Work out how many lines in the entries contain the string "Result", and give nothing but that number.
--- GIVEN DATA Enclosed Below ---
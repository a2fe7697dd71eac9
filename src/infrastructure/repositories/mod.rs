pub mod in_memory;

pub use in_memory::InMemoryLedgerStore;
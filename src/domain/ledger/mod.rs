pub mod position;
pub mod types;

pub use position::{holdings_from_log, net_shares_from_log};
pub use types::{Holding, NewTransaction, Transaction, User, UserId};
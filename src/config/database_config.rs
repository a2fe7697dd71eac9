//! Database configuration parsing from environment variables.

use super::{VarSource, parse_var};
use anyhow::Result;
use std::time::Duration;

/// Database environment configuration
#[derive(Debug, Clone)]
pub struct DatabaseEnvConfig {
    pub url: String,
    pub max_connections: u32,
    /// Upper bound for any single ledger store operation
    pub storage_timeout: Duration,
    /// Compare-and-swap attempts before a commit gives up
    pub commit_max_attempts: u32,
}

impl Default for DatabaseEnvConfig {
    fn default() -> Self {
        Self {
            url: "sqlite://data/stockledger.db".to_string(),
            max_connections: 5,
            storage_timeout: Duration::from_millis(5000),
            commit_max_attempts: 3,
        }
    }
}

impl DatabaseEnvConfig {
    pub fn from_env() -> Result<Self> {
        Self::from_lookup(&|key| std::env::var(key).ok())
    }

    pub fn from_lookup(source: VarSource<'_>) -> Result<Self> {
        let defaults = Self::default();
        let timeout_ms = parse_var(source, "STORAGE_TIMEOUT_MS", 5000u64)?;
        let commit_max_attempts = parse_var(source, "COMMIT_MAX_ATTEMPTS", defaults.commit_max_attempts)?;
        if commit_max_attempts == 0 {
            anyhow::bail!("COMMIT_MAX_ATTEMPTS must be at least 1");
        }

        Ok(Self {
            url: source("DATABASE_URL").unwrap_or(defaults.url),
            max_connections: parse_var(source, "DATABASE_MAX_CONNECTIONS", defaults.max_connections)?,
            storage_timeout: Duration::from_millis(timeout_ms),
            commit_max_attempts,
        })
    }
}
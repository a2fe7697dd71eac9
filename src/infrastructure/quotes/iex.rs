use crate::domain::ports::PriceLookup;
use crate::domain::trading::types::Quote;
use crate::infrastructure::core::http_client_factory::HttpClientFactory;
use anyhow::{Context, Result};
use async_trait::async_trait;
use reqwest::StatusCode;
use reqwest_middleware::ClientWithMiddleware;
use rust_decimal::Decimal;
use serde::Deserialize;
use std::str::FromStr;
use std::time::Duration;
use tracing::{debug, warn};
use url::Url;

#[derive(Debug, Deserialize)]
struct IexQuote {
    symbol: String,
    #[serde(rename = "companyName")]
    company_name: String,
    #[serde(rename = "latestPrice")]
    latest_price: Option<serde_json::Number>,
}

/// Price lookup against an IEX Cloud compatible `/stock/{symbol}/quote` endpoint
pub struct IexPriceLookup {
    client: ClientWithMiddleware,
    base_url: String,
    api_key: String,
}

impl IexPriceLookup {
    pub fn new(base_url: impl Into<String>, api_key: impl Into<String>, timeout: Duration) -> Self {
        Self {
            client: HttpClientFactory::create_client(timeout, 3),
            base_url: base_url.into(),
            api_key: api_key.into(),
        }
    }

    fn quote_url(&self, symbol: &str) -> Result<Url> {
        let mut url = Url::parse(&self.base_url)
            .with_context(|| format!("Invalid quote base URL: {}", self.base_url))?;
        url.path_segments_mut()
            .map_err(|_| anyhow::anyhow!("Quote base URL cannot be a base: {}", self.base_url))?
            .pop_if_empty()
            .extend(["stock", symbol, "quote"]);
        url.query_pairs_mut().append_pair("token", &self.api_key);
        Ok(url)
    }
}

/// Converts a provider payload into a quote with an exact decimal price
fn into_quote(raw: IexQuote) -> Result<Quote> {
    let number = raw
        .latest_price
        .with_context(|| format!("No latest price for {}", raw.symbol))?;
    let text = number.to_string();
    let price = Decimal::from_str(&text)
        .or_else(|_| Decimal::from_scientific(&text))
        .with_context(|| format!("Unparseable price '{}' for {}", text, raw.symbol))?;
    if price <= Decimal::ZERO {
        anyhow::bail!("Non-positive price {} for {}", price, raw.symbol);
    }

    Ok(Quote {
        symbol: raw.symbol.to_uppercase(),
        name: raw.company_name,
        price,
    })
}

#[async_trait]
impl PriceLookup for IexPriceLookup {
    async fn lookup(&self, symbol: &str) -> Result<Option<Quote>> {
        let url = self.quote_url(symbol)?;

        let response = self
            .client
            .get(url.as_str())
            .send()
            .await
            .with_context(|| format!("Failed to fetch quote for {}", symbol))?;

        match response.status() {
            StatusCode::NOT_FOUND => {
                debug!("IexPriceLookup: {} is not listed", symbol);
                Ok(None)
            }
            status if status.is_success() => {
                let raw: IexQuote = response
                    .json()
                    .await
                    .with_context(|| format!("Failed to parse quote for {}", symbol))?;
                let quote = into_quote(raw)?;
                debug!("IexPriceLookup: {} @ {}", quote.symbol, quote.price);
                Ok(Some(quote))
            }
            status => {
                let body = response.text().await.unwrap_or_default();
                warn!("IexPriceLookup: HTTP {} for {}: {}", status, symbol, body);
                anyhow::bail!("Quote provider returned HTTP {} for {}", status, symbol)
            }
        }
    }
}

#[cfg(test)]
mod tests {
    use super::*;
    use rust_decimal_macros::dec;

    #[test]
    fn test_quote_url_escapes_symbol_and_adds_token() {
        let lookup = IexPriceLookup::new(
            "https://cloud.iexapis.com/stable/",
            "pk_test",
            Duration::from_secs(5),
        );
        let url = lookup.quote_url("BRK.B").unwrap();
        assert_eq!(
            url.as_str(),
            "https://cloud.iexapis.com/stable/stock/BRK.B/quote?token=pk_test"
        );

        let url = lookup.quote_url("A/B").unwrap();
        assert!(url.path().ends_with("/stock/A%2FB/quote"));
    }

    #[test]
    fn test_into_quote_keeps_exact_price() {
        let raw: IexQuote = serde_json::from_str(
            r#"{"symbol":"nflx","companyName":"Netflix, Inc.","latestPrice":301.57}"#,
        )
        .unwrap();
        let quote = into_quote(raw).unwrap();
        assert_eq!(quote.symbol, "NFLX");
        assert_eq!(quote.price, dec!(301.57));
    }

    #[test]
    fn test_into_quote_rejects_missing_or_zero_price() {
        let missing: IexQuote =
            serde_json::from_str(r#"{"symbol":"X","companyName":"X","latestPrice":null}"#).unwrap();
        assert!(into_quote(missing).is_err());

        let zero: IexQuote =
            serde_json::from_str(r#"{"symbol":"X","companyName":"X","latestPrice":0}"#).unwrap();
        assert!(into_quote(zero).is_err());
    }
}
--- End of Enclosed GIVEN DATA ---
(REPLY TO THE TASK):
7